The following blog post is a guest entry by Nikki Kaplan, a member of JUFJ’s Montgomery County Police Free Schools workgroup. To join the workgroup, please email firstname.lastname@example.org.
Over the last four years, like so many people I know, I have attended many protests. At the Women’s March back in 2017, I remember feeling a jolt of energy upon hearing the back and forth chant: “This is what democracy looks like!” I was part of a national group of passionate people working together to upset the status, part of a legacy of American protest.
However, when I joined over 120 other organizers and community members on zoom last week to watch the public hearing of Montgomery County’s Police Free Schools Bill, I realized that Democracy actually looks like the smaller, significantly less glamorous inner workings of our local government — and the work of its private citizens as they shape the process.

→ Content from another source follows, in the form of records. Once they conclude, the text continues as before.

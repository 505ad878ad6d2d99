use std::{path::Path, sync::LazyLock};

use anyhow::Result;
use tracing::level_filters::LevelFilter;
use tracing_appender::rolling::Rotation;
use tracing_subscriber::fmt::{format::FmtSpan, writer::MakeWriterExt};

pub const CLI_PREFIX: &str = "cli";

/// Writes logs into daily rotated files under `<application_data_path>/logs`, mirrored to
/// stdout when `show_std` is set. Without an explicit level `RUST_LOG` is used, then `info`.
pub fn enable_logging(
    prefix: &str,
    application_data_path: &Path,
    log_level: Option<LevelFilter>,
    show_std: bool,
) -> Result<()> {
    let appender = tracing_appender::rolling::Builder::new()
        .rotation(Rotation::DAILY)
        .max_log_files(5)
        .filename_prefix(prefix)
        .build(application_data_path.join("logs"))?;

    let stdout = std::io::stdout.with_filter(move |_| show_std);

    let level = log_level
        .map(|v| v.to_string())
        .unwrap_or_else(|| std::env::var("RUST_LOG").unwrap_or_else(|_| "info".into()));

    tracing_subscriber::fmt()
        .with_env_filter(tracing_subscriber::EnvFilter::new(format!(
            "{}={level}",
            env!("CARGO_PKG_NAME").replace("-", "_"),
        )))
        .with_span_events(FmtSpan::CLOSE)
        .with_writer(stdout.and(appender))
        .pretty()
        .init();
    Ok(())
}

pub static TEST_LOGGING: LazyLock<()> = LazyLock::new(|| {
    tracing_subscriber::fmt()
        .with_max_level(LevelFilter::TRACE)
        .with_test_writer()
        .pretty()
        .init()
});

For an hour, we watched and commented on the testimonies of the 33 speakers. 31 speakers provided powerful speeches in support of the removal of School Resource Officers (SROs) from our schools. Almost half of them were high school students who have been organizing, researching, and advocating tirelessly for police free schools.
JUFJ’s own Janeane Marks, a registered school nurse, cited several examples of SROs trying to undermine her medical expertise. And Daniella Mehlek-Dawveed, one of the lead organizers with the student-led organization MoCo Against Brutality, ended her testimony with a powerful statement: “Our trauma is not something to be debated or ignored.” There was so much powerful testimony from the hearing that I could fill two pages with highlights!
For me, the most powerful moment of the hearing came from Tiffany Kelly, who shared a vulnerable and frustrated testimony, noting that study after study has been presented but not heard, and there is simply no explanation except that leadership does not care. “Be honest with me,” she said, but more importantly, “be honest with yourselves.”
Here we were, a gathering of community members all working to make a change in how our local community supports students. Even over Zoom, I felt the electricity shared by those in our watch party, and I felt a deep connection to those sharing their heartfelt testimonies. It was a room I had never been in before. A room where so many decisions are made that affect our daily lives.
The hearing of the Police Free Schools Bill might not make national headlines the way hundreds of thousands of people gathering in protest will, but the effect of the bill’s potential change in policy cannot be underestimated. This, I have come to understand, is where the hard work of the democratic process happens. This is what Democracy looks like.